Alaska Herpetological
Society
USFS Public Use Cabin Logbooks
This component of my citizen science research is considered "passive" because it allows interested individuals to contribute at their liesure without actively seeking their participation in a program with a defined time and place. It contains two components, amphibian specific logbooks and general logbooks as described below. Both methods are being analyzed as METHODOLOGIES for the collection of observational data and for the CONTENT of the data produced. If successful as a unique methodology, it is my hope that they can be expanded to include other taxa and other regions of Alaska.
AMPHIBIAN LOGBOOKS
This initiative aims to engage public guest cabin users within the Wrangell Ranger District of the U.S. Forest Service (USFS) in the Tongass National Forest to contribute amphibian observations made during their stay. Participation has been sought through a series of amphibian specific logbooks which concurrently attempt to educate individuals on the amphibians of the region and responsible ways to interact with these species. The books explicitly state the goals of the project as well as the do and donts of participation. Each logbook (binder) contains:
Don’t Turn It Loose educational pamphlet
Take-home Reminders for Photograph Submissions
A Set of Laminated and Bound Amphibian Flash Cards
A total of twenty-three books have been distributed, one to each of the twenty-three guest cabins in the district.
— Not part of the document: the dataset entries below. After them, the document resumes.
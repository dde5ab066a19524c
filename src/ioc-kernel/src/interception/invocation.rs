use std::any::{self, Any};
use std::fmt::{Debug, Formatter, Result as FmtResult};
use std::sync::Arc;

use snafu::prelude::*;

use crate::interception::{Interceptor, MethodId};
use crate::kernel::context::Context;
use crate::kernel::registry::BindingId;
use crate::kernel::Instance;
use crate::planning::BoxError;
use crate::service::ServiceType;

pub type ReturnValue = Box<dyn Any + Send>;

type TargetFn<'a> = Box<dyn FnOnce(&mut Request) -> Result<ReturnValue, BoxError> + 'a>;

/// One intercepted call.
pub struct Request {
    context: Option<Arc<Context>>,
    binding: Option<BindingId>,
    target: Instance,
    method: MethodId,
    arguments: Vec<Box<dyn Any + Send>>,
    generic_arguments: Vec<ServiceType>,
}

impl Request {
    pub fn new(
        context: Option<Arc<Context>>,
        target: Instance,
        method: MethodId,
        arguments: Vec<Box<dyn Any + Send>>,
    ) -> Self {
        Self {
            context,
            binding: None,
            target,
            method,
            arguments,
            generic_arguments: Vec::new(),
        }
    }

    pub fn with_binding(mut self, binding: BindingId) -> Self {
        self.binding = Some(binding);
        self
    }

    pub fn with_generic_arguments(mut self, generic_arguments: Vec<ServiceType>) -> Self {
        self.generic_arguments = generic_arguments;
        self
    }

    /// The context the intercepted instance was activated in, if it is still
    /// alive.
    pub fn context(&self) -> Option<&Arc<Context>> {
        self.context.as_ref()
    }

    /// The binding the intercepted instance was activated through. Unlike
    /// the context, it is known for the whole life of the instance.
    pub fn binding(&self) -> Option<BindingId> {
        self.binding
    }

    pub fn target(&self) -> &Instance {
        &self.target
    }

    pub fn method(&self) -> &MethodId {
        &self.method
    }

    pub fn arguments_len(&self) -> usize {
        self.arguments.len()
    }

    pub fn argument<T>(&self, index: usize) -> Option<&T>
    where
        T: Any,
    {
        self.arguments.get(index)?.downcast_ref()
    }

    pub fn argument_mut<T>(&mut self, index: usize) -> Option<&mut T>
    where
        T: Any,
    {
        self.arguments.get_mut(index)?.downcast_mut()
    }

    /// Takes an argument out, typically in the target method. Returns `None`
    /// if the argument has another type or was taken already.
    pub fn take_argument<T>(&mut self, index: usize) -> Option<T>
    where
        T: Any + Send,
    {
        let slot = self.arguments.get_mut(index)?;
        if !slot.is::<T>() {
            return None;
        }
        let taken = std::mem::replace(slot, Box::new(()));
        taken.downcast::<T>().ok().map(|value| *value)
    }

    pub fn generic_arguments(&self) -> &[ServiceType] {
        &self.generic_arguments
    }
}

impl Debug for Request {
    fn fmt(&self, f: &mut Formatter<'_>) -> FmtResult {
        f.debug_struct("Request")
            .field("binding", &self.binding)
            .field("target", &self.target)
            .field("method", &self.method)
            .field("arguments", &self.arguments.len())
            .field("generic_arguments", &self.generic_arguments)
            .finish_non_exhaustive()
    }
}

/// The execution of one intercepted call.
///
/// Every [`Invocation::proceed`] runs the next interceptor, and once they are
/// exhausted the real target. The target runs at most once: an invocation
/// cannot be replayed.
pub struct Invocation<'a> {
    request: Request,
    interceptors: Vec<Arc<dyn Interceptor>>,
    cursor: usize,
    target: Option<TargetFn<'a>>,
    return_value: Option<ReturnValue>,
}

impl<'a> Invocation<'a> {
    pub fn new<F>(request: Request, interceptors: Vec<Arc<dyn Interceptor>>, target: F) -> Self
    where
        F: FnOnce(&mut Request) -> Result<ReturnValue, BoxError> + 'a,
    {
        Self {
            request,
            interceptors,
            cursor: 0,
            target: Some(Box::new(target)),
            return_value: None,
        }
    }

    pub fn request(&self) -> &Request {
        &self.request
    }

    pub fn request_mut(&mut self) -> &mut Request {
        &mut self.request
    }

    pub fn method(&self) -> &MethodId {
        self.request.method()
    }

    pub fn interceptors_len(&self) -> usize {
        self.interceptors.len()
    }

    pub fn return_value(&self) -> Option<&ReturnValue> {
        self.return_value.as_ref()
    }

    pub fn return_value_as<T>(&self) -> Option<&T>
    where
        T: Any,
    {
        self.return_value.as_ref()?.downcast_ref()
    }

    pub fn set_return_value<T>(&mut self, value: T)
    where
        T: Any + Send,
    {
        self.return_value = Some(Box::new(value));
    }

    pub fn take_return_value(&mut self) -> Option<ReturnValue> {
        self.return_value.take()
    }

    /// Runs the next interceptor, or the target once every interceptor ran.
    pub fn proceed(&mut self) -> Result<(), InterceptionError> {
        if let Some(interceptor) = self.interceptors.get(self.cursor).cloned() {
            self.cursor += 1;
            return interceptor.intercept(self);
        }

        let target = self.target.take().context(AlreadyConsumedSnafu {
            method: self.request.method.clone(),
        })?;
        let value = target(&mut self.request).context(TargetSnafu {
            method: self.request.method.clone(),
        })?;
        self.return_value = Some(value);
        Ok(())
    }

    /// Runs the whole chain and returns what ended up as the return value.
    pub fn run(mut self) -> Result<ReturnValue, InterceptionError> {
        self.proceed()?;
        self.return_value.context(MissingReturnValueSnafu {
            method: self.request.method,
        })
    }

    pub fn run_as<T>(self) -> Result<T, InterceptionError>
    where
        T: Any,
    {
        let method = self.request.method.clone();
        let value = self.run()?;
        value
            .downcast::<T>()
            .map(|value| *value)
            .map_err(|_| InterceptionError::ReturnTypeMismatch {
                method,
                expected: any::type_name::<T>(),
            })
    }
}

impl Debug for Invocation<'_> {
    fn fmt(&self, f: &mut Formatter<'_>) -> FmtResult {
        f.debug_struct("Invocation")
            .field("request", &self.request)
            .field("interceptors", &self.interceptors.len())
            .field("cursor", &self.cursor)
            .field("consumed", &self.target.is_none())
            .finish_non_exhaustive()
    }
}

#[derive(Debug, Snafu)]
#[non_exhaustive]
pub enum InterceptionError {
    #[snafu(display("the invocation of {method} has already reached its target"))]
    #[non_exhaustive]
    AlreadyConsumed { method: MethodId },
    #[snafu(display("the target {method} failed"))]
    #[non_exhaustive]
    Target { method: MethodId, source: BoxError },
    #[snafu(display("an interceptor of {method} failed"))]
    #[non_exhaustive]
    Interceptor { method: MethodId, source: BoxError },
    #[snafu(display("the invocation of {method} finished without a return value"))]
    #[non_exhaustive]
    MissingReturnValue { method: MethodId },
    #[snafu(display("the invocation of {method} did not return a {expected}"))]
    #[non_exhaustive]
    ReturnTypeMismatch {
        method: MethodId,
        expected: &'static str,
    },
}

impl InterceptionError {
    /// Wraps an error raised by an interceptor.
    pub fn interceptor<E>(method: &MethodId, err: E) -> Self
    where
        E: Into<BoxError>,
    {
        Self::Interceptor {
            method: method.clone(),
            source: err.into(),
        }
    }
}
The map below (borrowed from USFS) combines all cabins within the Petersburg and Wrangell Ranger districts though only those within the latter are involved. These include: Anan Bay, Anan Lake, Berg Bay, Binkley Slough, Eagle Lake, Frosty Bay, Garnet Ledge, Gut Island #1, Gut Island #2, Harding River, Koknuk, Little Dry Island, Mallard Slough, Marten Lake, Middle Ridge, Mount Flemer, Mount Rynda, Sergief Island, Shakes Slough #1, Shakes Slough #2, Steamer Bay, Twin Lakes, and Virginia Lake. The books were placed in the spring and summer of 2011 and will be collected in the summer and fall of 2013, allowing them to have been in place for at least two amphibian breeding seasons. Given the difficulty of accessing these remote cabins, placement and collection is opportunistic.
The observation pages of the logbooks will be analyzed for completeness and accuracy. Descriptive and inferential analyses of contributions as a function of guest cabin use and location will be undertaken. I will furthermore analyze species specific accounts, location specific encounters and demographic correlations. Additionally, a GIS project layer will be created to spatially represent contributed observations from this component and for the analysis of correlated data points.
GENERAL LOGBOOKS
The idea for the amphibian-specific logbooks emerged from an unrelated scan of a general guest logbook at the Virginia Lake cabin during the 2010 pilot field season. At this time, I noticed that over a several year period cabin users had noted numerous encounters with amphibians. These observations sometimes included the weather, date, exact location, animal lifestage, sounds, and an animal description. The users unknowingly documented important observational data that can be used, when compiled with other data sources, to better understand local amphibian populations including the timing of spring emergence / chorusing, breeding sites, species diversity, distribution, etc. It occurred to me that this historical information is invaluable, available, but largely inaccessible.
Visitor logbooks situated in public guest cabins are absent from scientific literature as sources of local knowledge and citizen science observations, though opportunistic scanning of these in the Stikine region suggests that in some cases these may contain decades of valuable environmental data, not just pertaining to frogs, but to many species, resources, habitats and climactic conditions. Essentially, cabin users have been unknowing participants of a long-term landscape-monitoring program for many years.They are currently located in the cabins that they were originally placed in and are at high-risk of being permanently lost at any time. In addition, these datasets are useless to researchers until an accessible and searchable database is established.
Currently, these logbooks and the data that they contain are at high risk of being permanently lost in the event of fire, flood, or other unanticipated disaster. They have never been backed up, replaced, or digitized. The wealth of knowledge contained within their observational data is likely valuable to a number of scientific disciplines concerned with global change topics and the research costs necessary to obtain equivalent datasets through active sampling would likely cost hundreds of thousands of dollars. In addition, it would be difficult if not impossible to collect these data from the past, lending to the insurmountable need to preserve these resources. The USFS, though it supports the preservation and use of logbook data in the region, has maintained that logistical and financial constraints as well as the need to leave the logbooks in their respective cabins prevents the agency from pursuing such a project on their own.
For these reasons, I am currently seeking funding to archive the data in each of these books into a searchable database that can be easily queried by subject. If successful, the use of visitor logs as databases could become commonplace as a result of this study and could lead to the acquisition of extensive data on many state and federal lands across the United States. For my own purposes, the resulting database will be queried specifically for amphibian observations and compiled with all other observational data.